In the midst of some big, scary, tense Earth-size moments, Canadian band Pup are having a moment of their own. Embracing the calamity, the struggle is most certainly real. Heady, brash, and thoroughly entertaining, they’re a band on the cusp of… something. The pieces are there. The work ethic is most certainly there. The talent and respect is there. But what comes next?
After two critically acclaimed albums filled with anthemic, emotionally fraught punk rock jaunts, this intelligent, hard-working four piece brings their unique vision of the world to bear on their third full-length, Morbid Stuff. Take Saves The Day’s seminal work Stay What You Are, shake it up with the snot-nosed indifference of Nofx, and throw it into a blender with healthy dose of self-awareness, and you kind ofget the idea.
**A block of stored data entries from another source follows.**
//! Console output formatter for council results

use colored::{ColoredString, Colorize};
use council_application::{FailureReport, RunSummary};
use council_domain::{ArchitectureDecisionRecord, EventKind, Run, RunEvent, RunStatus};

use super::formatter::{OutputFormatter, describe_event};

/// Formats council results for console display
pub struct ConsoleFormatter;

impl ConsoleFormatter {
    fn header(title: &str) -> String {
        let line = "=".repeat(60);
        format!("{}\n{:^60}\n{}", line.cyan(), title.bold(), line.cyan())
    }

    fn section_header(title: &str) -> String {
        format!("\n{}\n{}\n", title.cyan().bold(), "-".repeat(40))
    }

    fn footer() -> String {
        format!("\n{}\n", "=".repeat(60).cyan())
    }

    fn bullets(out: &mut String, title: &str, items: &[String]) {
        if items.is_empty() {
            return;
        }
        out.push_str(&Self::section_header(title));
        for item in items {
            out.push_str(&format!("  - {}\n", item));
        }
    }

    fn status(status: RunStatus) -> ColoredString {
        match status {
            RunStatus::Running => status.as_str().yellow(),
            RunStatus::AwaitingClarification => status.as_str().magenta().bold(),
            RunStatus::Converged => status.as_str().green().bold(),
            RunStatus::Failed => status.as_str().red().bold(),
            RunStatus::Cancelled => status.as_str().dimmed(),
        }
    }

    /// Indent a multi-line string
    pub fn indent(text: &str, prefix: &str) -> String {
        text.lines()
            .map(|line| format!("{}{}", prefix, line))
            .collect::<Vec<_>>()
            .join("\n")
    }
}

impl OutputFormatter for ConsoleFormatter {
    fn format_adr(&self, adr: &ArchitectureDecisionRecord) -> String {
        let mut out = Self::header(&adr.title);
        out.push('\n');

        out.push_str(&format!(
            "{} {}   {} {:.0}%   {} {}\n",
            "Decided:".cyan().bold(),
            adr.decided_at.format("%Y-%m-%d %H:%M UTC"),
            "Consensus:".cyan().bold(),
            adr.consensus_level * 100.0,
            "Rounds:".cyan().bold(),
            adr.rounds_taken
        ));
        out.push_str(&format!(
            "{} {} (round {}, {})\n",
            "Audited by:".cyan().bold(),
            adr.source.auditor,
            adr.source.round,
            adr.source.verdict
        ));

        out.push_str(&Self::section_header("Context"));
        out.push_str(&format!("{}\n", Self::indent(&adr.context, "  ")));
        Self::bullets(&mut out, "Constraints", &adr.constraints);
        if !adr.clarifications.is_empty() {
            out.push_str(&Self::section_header("Clarifications"));
            for clarification in &adr.clarifications {
                out.push_str(&format!(
                    "  {} {}
  {} {}
",
                    "Q:".magenta().bold(),
                    clarification.question,
                    "A:".green().bold(),
                    clarification.answer
                ));
            }
        }

        out.push_str(&Self::section_header("Decision"));
        out.push_str(&format!(
            "{}\n{}\n",
            format!("── {} ──", adr.majority_opinion.author).yellow().bold(),
            Self::indent(&adr.decision, "  ")
        ));

        out.push_str(&Self::section_header("Rationale"));
        out.push_str(&format!("{}\n", Self::indent(&adr.rationale, "  ")));

        Self::bullets(&mut out, "Positive Consequences", &adr.positive_consequences);
        Self::bullets(&mut out, "Negative Consequences", &adr.negative_consequences);

        if !adr.risks.is_empty() {
            out.push_str(&Self::section_header("Risks"));
            for risk in &adr.risks {
                out.push_str(&format!(
                    "  [{}] {}: {}\n",
                    risk.severity.as_str().to_uppercase().red(),
                    risk.category.bold(),
                    risk.description
                ));
                if !risk.mitigation.is_empty() {
                    out.push_str(&format!("      {} {}\n", "mitigation:".dimmed(), risk.mitigation));
                }
            }
        }

        Self::bullets(&mut out, "Alternatives Considered", &adr.alternatives_considered);
        if let Some(minority) = &adr.minority_report {
            out.push_str(&Self::section_header("Minority Report"));
            out.push_str(&format!("{}\n", Self::indent(minority, "  ")));
        }
        if let Some(diagram) = &adr.mermaid_diagram {
            out.push_str(&Self::section_header("Diagram (mermaid)"));
            out.push_str(&format!("{}\n", Self::indent(diagram.trim(), "  ").dimmed()));
        }

        out.push_str(&Self::footer());
        out
    }

    fn format_run(&self, run: &Run) -> String {
        if let (RunStatus::Converged, Some(adr)) = (run.status, &run.final_artifact) {
            return self.format_adr(adr);
        }

        let mut out = Self::header(&format!("Run {}", run.id));
        out.push('\n');
        out.push_str(&format!("{} {}\n", "Status:".cyan().bold(), Self::status(run.status)));
        out.push_str(&format!(
            "{} {}\n",
            "Question:".cyan().bold(),
            run.question.content()
        ));
        out.push_str(&format!("{} {}\n", "State:".cyan().bold(), run.state));

        for round in &run.rounds {
            out.push_str(&Self::section_header(&format!(
                "Round {} of {}",
                round.sequence + 1,
                run.max_rounds
            )));
            for proposal in &round.proposals {
                out.push_str(&format!(
                    "  {} {} {} ({:.0}% confident)\n",
                    "proposal".yellow(),
                    proposal.author.as_str().bold(),
                    proposal.content.title,
                    proposal.content.confidence * 100.0
                ));
            }
            let blocking = round.critiques.iter().filter(|c| c.content.blocking).count();
            if !round.critiques.is_empty() {
                out.push_str(&format!(
                    "  {} {} recorded, {} blocking\n",
                    "critiques".yellow(),
                    round.critiques.len(),
                    blocking
                ));
            }
            if let Some(audit) = &round.audit {
                out.push_str(&format!(
                    "  {} {} by {}\n",
                    "audit".yellow(),
                    audit.content.verdict.as_str().to_uppercase().bold(),
                    audit.auditor
                ));
            }
            if let Some(verdict) = &round.verdict {
                out.push_str(&format!("  {} {}\n", "verdict".yellow(), verdict));
            }
        }

        if let Some(request) = &run.pending_clarification {
            out.push_str(&Self::section_header("Clarification Needed"));
            out.push_str(&format!(
                "  [{}] {} asks: {}\n",
                request.id.magenta(),
                request.agent.as_str().bold(),
                request.question
            ));
            out.push_str(&format!(
                "  {}\n",
                format!("adr-council answer {} {} \"<answer>\"", run.id, request.id).dimmed()
            ));
        }
        if let Some(reason) = &run.failure {
            out.push_str(&Self::section_header("Failure"));
            out.push_str(&format!("  {}\n", reason.to_string().red()));
        }

        out.push_str(&Self::footer());
        out
    }

    fn format_failure(&self, report: &FailureReport) -> String {
        let mut out = Self::header("Deliberation Failed");
        out.push('\n');
        out.push_str(&format!("{} {}\n", "Run:".cyan().bold(), report.run_id));
        out.push_str(&format!(
            "{} {}\n",
            "Reason:".cyan().bold(),
            report.reason.to_string().red()
        ));

        for round in &report.rounds {
            out.push_str(&Self::section_header(&format!("Round {}", round.sequence + 1)));
            for proposal in &round.proposals {
                out.push_str(&format!(
                    "  {} {}: {}\n",
                    "proposal".yellow(),
                    proposal.author,
                    proposal.content.title
                ));
            }
            for critique in round.critiques.iter().filter(|c| c.content.blocking) {
                out.push_str(&format!(
                    "  {} {} on {}: {}\n",
                    "blocking".red(),
                    critique.author,
                    critique.target,
                    critique.content.concerns.join("; ")
                ));
            }
            if let Some(audit) = &round.audit {
                out.push_str(&format!(
                    "  {} {}: {}\n",
                    "audit".yellow(),
                    audit.content.verdict,
                    audit.content.rationale
                ));
            }
        }

        let failures: Vec<&RunEvent> = report
            .events
            .iter()
            .filter(|e| {
                matches!(
                    &e.kind,
                    EventKind::AgentResponded { outcome, .. } if !outcome.is_success()
                )
            })
            .collect();
        if !failures.is_empty() {
            out.push_str(&Self::section_header("Agent Failures"));
            for event in failures {
                out.push_str(&format!("  {}\n", describe_event(&event.kind)));
            }
        }
        out.push_str(&format!(
            "\n{} {} events recorded\n",
            "History:".cyan().bold(),
            report.events.len()
        ));
        out.push_str(&Self::footer());
        out
    }

    fn format_list(&self, runs: &[RunSummary]) -> String {
        if runs.is_empty() {
            return "No runs stored.".dimmed().to_string();
        }
        runs.iter()
            .map(|run| {
                format!(
                    "{}  {:<24} {:>2} round(s)  {}  {}",
                    run.id.to_string().bold(),
                    Self::status(run.status),
                    run.rounds,
                    run.updated_at.format("%Y-%m-%d %H:%M").to_string().dimmed(),
                    run.question
                )
            })
            .collect::<Vec<_>>()
            .join("\n")
    }

    fn format_event(&self, event: &RunEvent) -> String {
        let name = match &event.kind {
            EventKind::RunConverged { .. } => event.kind.name().green().bold(),
            EventKind::RunFailed { .. } => event.kind.name().red().bold(),
            EventKind::ClarificationNeeded { .. } => event.kind.name().magenta().bold(),
            _ => event.kind.name().cyan(),
        };
        format!(
            "{:>4} {} {:<22} {}",
            event.sequence,
            event.at.format("%H:%M:%S").to_string().dimmed(),
            name,
            describe_event(&event.kind)
        )
    }
}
Morbid Stuff is billed as a sort of hyper-aware catalog of depression, frustration, and anger; a monument to the fucked-up-ness of each and every one of us. Considering the state of the world today, the hard conversations we’re having almost hourly, the nigh unbearable weight of sadness and doubt and “Seriously, what next?” seems constant. The album, though, filters it all through a lens of “Yeah. So? What are you gonna do about it?” It never really answersthat question, but it finds a million different ways to make the listener think about what their answer might be.
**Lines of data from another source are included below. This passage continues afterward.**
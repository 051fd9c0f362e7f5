//! Prompt domain
//!
//! Templates that turn an [`AgentRequest`](crate::deliberation::request::AgentRequest)
//! into the system and user prompts sent to a language model.

mod template;

pub use template::PromptTemplate;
Ahead of their arrival in Cincinnati, where they’re headlining at Bogarts on Wednesday, May 22, I found myself sitting in my car, windows up, digital recorder pressed close to the mic of my cell phone, excited by everything I was learning about the band, their new album, and exactly what they’re trying to accomplish. In my conversation with vocalist and guitarist Stefan Babcock, we touch on some of the sentiments above, and much, much more. He talks about what it was like to have the time to make an album like Morbid Stuff, how to maintain the longevity of a band who tours to live, and we dive into why an album like Morbid Stuff needs to, and does, exist at this precise moment in time.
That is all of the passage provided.